1.  Do not waste your time worrying about reducing the amount of memory used (the working set size) unless your program is large. In that case, take a global view of your entire program and optimize those parts that contain the largest arrays.

2.  Avoid page faults by organizing your programs to successively perform their calculations on subsets of data, each fitting completely into RAM.

3.  Avoid simultaneous calculations in the same program to avoid competition for memory and consequent page faults. Complete each major calculation before starting another.

4.  Group data elements close together in memory blocks if they are going to be used together in calculations.

14.14.2 Optimizing Programs; Java versus Fortran/C

Many of the optimization techniques developed for Fortran and C are also relevant for Java applications. Yet while Java is a good language for scientific programming and is the most universal and portable of all languages, at present Java code runs slower than Fortran or C code and does not work well if you use MPI for parallel computing (see Appendix D). In part, this is a consequence of the Fortran and C compilers having been around longer and thereby having been better refined to get the most out of a computer’s hardware, and in part this is also a consequence of Java being designed for portability and not speed. Since modern computers are so fast, whether a program takes 1s or 3s usually does not matter much, especially in comparison to the hours or days of your time that it might take to modify a program for different computers. However, you may want to convert the code to C (whose command structure is very similar to that of Java) if you are running a computation that takes hours or days to complete and will be doing it many times.

Especially when asked to, Fortran and C compilers look at your entire code as a single entity and rewrite it for you so that it runs faster. (The rewriting is at a fairly basic level, so there’s not much use in your studying the compiler’s output as a way of improving your programming skills.) In particular, Fortran and C compilers are very careful in accessing arrays in memory. They also are careful to keep the cache lines full so as notto keep the CPU waiting with nothing to do.

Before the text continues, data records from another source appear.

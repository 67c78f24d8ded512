//! Syntactic guards for caller-supplied identifiers and dates.
//!
//! Table and column names cannot be bound as query parameters, so they are
//! restricted to letters, digits, underscores and spaces before any catalog
//! lookup happens.

use std::sync::OnceLock;

use regex::Regex;

use crate::errors::{ApiError, ApiResult};

static IDENTIFIER_PATTERN: OnceLock<Regex> = OnceLock::new();
static DATE_PATTERN: OnceLock<Regex> = OnceLock::new();

fn identifier_pattern() -> &'static Regex {
    IDENTIFIER_PATTERN
        .get_or_init(|| Regex::new(r"^[A-Za-z0-9_ ]+$").expect("identifier pattern compiles"))
}

fn date_pattern() -> &'static Regex {
    DATE_PATTERN.get_or_init(|| Regex::new(r"^[0-9]{4}-[0-9]{2}-[0-9]{2}$").expect("date pattern compiles"))
}

/// Returns `true` if `name` only contains `[A-Za-z0-9_ ]` and is non-empty.
pub fn is_safe_identifier(name: &str) -> bool {
    identifier_pattern().is_match(name)
}

/// Accepts a table or column name that is safe to quote into SQL text.
///
/// Passing this check does not make a name usable in a query by itself;
/// it must also be found in the catalog (see [`super::validator`]).
pub fn validate_identifier(name: &str) -> ApiResult<&str> {
    if is_safe_identifier(name) {
        Ok(name)
    } else {
        Err(ApiError::invalid_table_name())
    }
}

/// Accepts a `YYYY-MM-DD` shaped date.
///
/// Only the shape is checked: `2024-13-40` passes here and is left for the
/// database to reject.
pub fn validate_date(value: &str) -> ApiResult<&str> {
    if date_pattern().is_match(value) {
        Ok(value)
    } else {
        Err(ApiError::InvalidArgument(
            "Invalid date format. Use YYYY-MM-DD".to_string(),
        ))
    }
}
//! geoportal - read-only GeoJSON API over PostGIS layers
//!
//! Serves spatial tables from a PostgreSQL/PostGIS catalog as GeoJSON
//! FeatureCollections, with date, state and district filtering.

pub mod catalog;
pub mod cli;
pub mod config;
pub mod errors;
pub mod http_server;
pub mod logging;
pub mod query;
pub mod rest_api;
pub mod store;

There is no fundamental reason why a program written in Java cannot be compiled to produce an highly efficient code, and indeed such compilers are being developed and becoming available. However,such code is optimized for a particular computer architecture and so is not portable. In contrast, the byte code (.class file) produced by Java is designed to be interpreted or recompiled by the Java Virtual Machine (just another program). When you change from Unix to Windows, for example, the Java Virtual Machine program changes, but the byte code is the same. This is the essence of Java’s portability.

In order to improve the performance of Java, many computers and browsers run a Just-in-Time (JIT) Java compiler. If a JIT is present, the Java Virtual Machine feeds your byte code Prog.class to the JIT so that it can be recompiled into native code explicitly tailored to the machine you are using. Although there is an extra step involved here, the total time it takes to run your program is usually 10–30 times faster with a JIT as compared to line-by-line interpretation. Because the JIT is an integral part of the Java Virtual Machine on each operating system, this usually happens automatically.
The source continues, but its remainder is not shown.